GOAL OF THE EXERCISE: Print nothing except the lines of the listing below from the line with "filename src/core/sensor/reset.rs" to the line with "use crate::core::errors::BridgeError;", each exactly as written, both ends included.

PROVIDED DATA:
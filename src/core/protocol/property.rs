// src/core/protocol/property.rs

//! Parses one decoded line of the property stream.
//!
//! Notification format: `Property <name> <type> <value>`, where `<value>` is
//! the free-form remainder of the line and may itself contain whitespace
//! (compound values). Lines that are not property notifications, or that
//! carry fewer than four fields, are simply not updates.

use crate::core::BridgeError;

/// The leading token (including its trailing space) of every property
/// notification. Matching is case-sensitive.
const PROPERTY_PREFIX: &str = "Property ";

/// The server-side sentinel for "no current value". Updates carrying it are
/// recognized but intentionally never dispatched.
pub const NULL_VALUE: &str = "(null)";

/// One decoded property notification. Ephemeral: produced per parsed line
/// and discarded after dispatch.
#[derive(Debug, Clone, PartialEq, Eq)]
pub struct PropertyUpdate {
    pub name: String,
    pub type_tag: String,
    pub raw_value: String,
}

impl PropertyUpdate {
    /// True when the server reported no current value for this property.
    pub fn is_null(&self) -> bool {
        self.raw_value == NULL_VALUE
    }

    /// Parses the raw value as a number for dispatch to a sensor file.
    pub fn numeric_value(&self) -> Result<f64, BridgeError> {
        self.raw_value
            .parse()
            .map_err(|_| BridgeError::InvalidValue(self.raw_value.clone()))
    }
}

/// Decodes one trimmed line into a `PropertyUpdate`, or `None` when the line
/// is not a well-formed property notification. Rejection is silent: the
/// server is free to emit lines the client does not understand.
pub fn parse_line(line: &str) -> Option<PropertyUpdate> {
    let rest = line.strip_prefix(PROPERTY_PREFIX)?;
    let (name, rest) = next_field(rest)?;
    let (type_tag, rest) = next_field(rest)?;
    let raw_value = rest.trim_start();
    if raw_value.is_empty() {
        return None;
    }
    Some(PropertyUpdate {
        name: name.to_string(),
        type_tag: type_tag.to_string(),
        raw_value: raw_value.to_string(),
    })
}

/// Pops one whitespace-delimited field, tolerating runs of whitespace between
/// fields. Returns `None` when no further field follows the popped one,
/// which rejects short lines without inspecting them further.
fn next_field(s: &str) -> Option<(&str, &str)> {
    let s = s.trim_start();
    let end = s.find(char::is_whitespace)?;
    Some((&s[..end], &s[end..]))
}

...

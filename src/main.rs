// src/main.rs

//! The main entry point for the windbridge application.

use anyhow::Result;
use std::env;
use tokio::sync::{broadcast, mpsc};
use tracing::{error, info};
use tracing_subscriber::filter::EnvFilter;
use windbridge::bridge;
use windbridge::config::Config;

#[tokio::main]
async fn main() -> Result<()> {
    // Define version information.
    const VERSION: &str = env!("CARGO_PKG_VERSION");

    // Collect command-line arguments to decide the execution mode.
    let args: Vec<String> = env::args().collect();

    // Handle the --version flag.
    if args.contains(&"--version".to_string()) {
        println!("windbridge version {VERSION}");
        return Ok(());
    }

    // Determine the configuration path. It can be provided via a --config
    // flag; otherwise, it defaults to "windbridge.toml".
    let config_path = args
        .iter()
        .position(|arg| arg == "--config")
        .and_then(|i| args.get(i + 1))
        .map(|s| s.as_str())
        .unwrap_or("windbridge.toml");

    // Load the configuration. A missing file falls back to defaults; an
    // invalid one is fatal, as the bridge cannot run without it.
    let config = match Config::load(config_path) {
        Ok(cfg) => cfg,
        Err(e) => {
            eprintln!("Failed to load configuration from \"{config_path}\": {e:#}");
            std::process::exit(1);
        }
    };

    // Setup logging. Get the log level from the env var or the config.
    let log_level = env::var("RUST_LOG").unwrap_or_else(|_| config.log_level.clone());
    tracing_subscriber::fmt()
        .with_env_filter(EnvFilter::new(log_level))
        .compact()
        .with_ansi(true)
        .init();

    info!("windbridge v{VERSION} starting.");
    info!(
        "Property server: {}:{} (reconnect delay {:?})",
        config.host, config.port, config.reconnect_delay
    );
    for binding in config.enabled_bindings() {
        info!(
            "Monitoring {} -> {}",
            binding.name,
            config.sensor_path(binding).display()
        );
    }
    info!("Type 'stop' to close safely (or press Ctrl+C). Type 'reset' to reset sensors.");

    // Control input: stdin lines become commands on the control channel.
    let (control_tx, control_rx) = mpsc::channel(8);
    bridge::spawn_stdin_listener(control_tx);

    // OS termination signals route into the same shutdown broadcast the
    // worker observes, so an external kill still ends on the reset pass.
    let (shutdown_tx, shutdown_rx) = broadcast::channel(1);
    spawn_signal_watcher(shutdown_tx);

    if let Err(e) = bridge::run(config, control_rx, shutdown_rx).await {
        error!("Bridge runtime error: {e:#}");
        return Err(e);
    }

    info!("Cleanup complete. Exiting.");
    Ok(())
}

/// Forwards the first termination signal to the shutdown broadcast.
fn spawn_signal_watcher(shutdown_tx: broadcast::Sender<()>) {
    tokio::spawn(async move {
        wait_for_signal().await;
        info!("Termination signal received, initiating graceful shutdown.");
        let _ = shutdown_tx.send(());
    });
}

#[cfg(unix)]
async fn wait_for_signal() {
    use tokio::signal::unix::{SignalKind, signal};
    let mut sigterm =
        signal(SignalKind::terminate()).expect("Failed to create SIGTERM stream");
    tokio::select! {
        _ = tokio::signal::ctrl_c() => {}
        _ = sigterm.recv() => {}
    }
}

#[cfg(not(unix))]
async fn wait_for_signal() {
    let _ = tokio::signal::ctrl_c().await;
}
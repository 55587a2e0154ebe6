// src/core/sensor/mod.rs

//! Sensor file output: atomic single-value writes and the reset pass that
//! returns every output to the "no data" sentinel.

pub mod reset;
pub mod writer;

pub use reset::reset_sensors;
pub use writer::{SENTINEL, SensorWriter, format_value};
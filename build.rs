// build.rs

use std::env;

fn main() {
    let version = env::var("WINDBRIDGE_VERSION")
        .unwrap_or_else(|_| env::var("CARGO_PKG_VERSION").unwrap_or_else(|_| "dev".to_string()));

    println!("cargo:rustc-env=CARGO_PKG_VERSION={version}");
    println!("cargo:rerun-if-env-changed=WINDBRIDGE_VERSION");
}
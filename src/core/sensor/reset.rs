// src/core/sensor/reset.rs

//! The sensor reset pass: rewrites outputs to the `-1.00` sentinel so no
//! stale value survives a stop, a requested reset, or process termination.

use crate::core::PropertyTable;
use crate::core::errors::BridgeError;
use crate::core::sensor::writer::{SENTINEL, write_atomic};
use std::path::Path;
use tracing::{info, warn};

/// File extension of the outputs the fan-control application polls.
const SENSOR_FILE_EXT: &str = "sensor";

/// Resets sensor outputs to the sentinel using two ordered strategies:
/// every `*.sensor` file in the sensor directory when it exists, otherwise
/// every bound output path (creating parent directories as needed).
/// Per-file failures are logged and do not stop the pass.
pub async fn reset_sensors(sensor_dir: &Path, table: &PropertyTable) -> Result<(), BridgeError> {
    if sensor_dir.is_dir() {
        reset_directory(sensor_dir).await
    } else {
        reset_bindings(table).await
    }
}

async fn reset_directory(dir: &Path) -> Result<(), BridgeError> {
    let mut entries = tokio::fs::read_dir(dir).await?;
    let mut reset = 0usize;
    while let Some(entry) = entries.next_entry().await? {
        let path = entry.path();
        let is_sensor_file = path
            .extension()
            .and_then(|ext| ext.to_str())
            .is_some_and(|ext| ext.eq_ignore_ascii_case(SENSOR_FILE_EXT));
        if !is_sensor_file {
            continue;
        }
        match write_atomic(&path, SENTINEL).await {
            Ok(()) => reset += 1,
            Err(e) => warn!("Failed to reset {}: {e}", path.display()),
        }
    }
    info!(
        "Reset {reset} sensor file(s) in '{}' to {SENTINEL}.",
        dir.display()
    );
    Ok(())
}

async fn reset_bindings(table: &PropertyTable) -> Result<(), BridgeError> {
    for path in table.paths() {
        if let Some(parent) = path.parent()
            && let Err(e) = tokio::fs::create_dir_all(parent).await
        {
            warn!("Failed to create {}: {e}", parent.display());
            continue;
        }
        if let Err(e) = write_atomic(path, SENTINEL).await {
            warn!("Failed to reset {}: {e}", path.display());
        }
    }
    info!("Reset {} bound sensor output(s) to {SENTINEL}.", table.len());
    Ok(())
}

* * *

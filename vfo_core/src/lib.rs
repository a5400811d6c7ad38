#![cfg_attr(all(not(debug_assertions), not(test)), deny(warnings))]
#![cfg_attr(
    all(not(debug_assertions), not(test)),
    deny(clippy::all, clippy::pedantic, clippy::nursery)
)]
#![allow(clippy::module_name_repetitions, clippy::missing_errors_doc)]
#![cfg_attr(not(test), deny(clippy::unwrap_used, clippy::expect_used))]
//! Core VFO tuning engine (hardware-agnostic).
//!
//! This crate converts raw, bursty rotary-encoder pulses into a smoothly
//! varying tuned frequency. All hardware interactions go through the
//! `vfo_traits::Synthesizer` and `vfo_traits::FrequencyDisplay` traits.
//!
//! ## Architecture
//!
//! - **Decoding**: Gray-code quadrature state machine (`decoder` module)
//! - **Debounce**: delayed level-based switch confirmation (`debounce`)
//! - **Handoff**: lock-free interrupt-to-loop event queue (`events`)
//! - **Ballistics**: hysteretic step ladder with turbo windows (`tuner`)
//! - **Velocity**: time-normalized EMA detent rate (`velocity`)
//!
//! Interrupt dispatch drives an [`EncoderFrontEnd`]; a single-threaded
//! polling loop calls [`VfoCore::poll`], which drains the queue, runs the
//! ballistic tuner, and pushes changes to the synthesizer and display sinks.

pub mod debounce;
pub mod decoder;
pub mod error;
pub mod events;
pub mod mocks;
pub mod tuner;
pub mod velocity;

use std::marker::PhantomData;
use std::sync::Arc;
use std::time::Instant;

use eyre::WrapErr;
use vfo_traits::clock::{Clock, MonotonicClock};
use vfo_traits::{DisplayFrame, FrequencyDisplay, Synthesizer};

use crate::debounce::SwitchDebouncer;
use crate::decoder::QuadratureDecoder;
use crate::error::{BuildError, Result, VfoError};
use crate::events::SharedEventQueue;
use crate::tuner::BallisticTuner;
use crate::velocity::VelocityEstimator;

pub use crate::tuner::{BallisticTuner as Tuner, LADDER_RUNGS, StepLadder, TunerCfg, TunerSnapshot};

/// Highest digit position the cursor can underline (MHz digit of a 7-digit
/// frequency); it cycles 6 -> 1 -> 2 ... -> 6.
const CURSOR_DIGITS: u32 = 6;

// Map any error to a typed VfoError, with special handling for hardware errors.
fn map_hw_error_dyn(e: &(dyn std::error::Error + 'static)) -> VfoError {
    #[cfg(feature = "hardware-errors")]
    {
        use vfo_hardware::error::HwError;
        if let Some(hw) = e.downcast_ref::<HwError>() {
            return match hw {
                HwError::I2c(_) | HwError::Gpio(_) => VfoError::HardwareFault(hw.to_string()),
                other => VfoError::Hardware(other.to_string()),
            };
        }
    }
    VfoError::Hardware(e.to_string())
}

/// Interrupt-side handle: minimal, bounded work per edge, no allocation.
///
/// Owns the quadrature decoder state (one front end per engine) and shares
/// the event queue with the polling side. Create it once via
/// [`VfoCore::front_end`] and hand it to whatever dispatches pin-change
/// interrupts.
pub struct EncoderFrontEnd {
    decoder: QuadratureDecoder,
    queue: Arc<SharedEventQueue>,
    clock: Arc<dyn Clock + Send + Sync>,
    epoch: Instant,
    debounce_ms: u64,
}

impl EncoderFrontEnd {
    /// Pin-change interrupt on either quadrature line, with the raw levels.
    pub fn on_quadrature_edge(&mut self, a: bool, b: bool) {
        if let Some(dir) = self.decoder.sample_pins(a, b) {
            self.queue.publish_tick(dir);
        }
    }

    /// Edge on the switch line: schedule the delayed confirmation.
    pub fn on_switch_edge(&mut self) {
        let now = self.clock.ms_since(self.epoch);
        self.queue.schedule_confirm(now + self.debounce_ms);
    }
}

RESPONSE:
filename src/core/sensor/reset.rs
// src/core/sensor/reset.rs

//! The sensor reset pass: rewrites outputs to the `-1.00` sentinel so no
//! stale value survives a stop, a requested reset, or process termination.

use crate::core::PropertyTable;
use crate::core::errors::BridgeError;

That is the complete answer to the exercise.